== What the task asks ==
Go through the lines below. Copy those with "handlers".

________

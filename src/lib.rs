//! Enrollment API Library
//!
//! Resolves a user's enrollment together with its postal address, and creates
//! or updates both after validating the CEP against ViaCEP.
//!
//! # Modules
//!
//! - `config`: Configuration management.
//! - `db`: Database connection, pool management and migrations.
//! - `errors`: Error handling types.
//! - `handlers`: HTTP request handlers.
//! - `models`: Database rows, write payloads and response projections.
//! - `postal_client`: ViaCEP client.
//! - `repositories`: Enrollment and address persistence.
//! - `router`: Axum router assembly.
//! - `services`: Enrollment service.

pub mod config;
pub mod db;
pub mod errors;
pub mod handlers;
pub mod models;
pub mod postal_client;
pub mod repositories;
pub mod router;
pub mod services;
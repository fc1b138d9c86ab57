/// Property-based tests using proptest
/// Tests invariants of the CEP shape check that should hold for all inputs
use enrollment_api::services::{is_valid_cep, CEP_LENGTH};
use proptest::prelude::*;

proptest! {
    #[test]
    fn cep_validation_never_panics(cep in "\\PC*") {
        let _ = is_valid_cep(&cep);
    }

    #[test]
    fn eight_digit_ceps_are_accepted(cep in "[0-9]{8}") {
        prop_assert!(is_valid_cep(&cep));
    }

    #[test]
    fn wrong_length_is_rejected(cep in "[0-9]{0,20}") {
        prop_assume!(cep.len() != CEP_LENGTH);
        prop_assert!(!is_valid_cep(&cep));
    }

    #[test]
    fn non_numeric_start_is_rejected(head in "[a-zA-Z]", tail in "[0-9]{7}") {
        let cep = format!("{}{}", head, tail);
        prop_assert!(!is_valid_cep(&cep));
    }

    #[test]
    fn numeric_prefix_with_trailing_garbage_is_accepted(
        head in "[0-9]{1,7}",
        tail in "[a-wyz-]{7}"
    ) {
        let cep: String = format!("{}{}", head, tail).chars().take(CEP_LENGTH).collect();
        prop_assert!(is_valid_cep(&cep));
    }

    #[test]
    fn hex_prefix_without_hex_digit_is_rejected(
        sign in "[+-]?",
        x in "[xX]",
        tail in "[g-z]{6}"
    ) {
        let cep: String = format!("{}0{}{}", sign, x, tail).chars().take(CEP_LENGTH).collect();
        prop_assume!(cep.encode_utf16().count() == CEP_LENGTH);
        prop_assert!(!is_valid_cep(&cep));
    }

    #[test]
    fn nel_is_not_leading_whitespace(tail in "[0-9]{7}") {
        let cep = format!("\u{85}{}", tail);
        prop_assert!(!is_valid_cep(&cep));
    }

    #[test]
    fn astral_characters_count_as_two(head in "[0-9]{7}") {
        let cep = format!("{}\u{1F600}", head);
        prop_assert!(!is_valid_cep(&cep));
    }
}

________

== Output below ==
//! - `handlers`: HTTP request handlers.
pub mod handlers;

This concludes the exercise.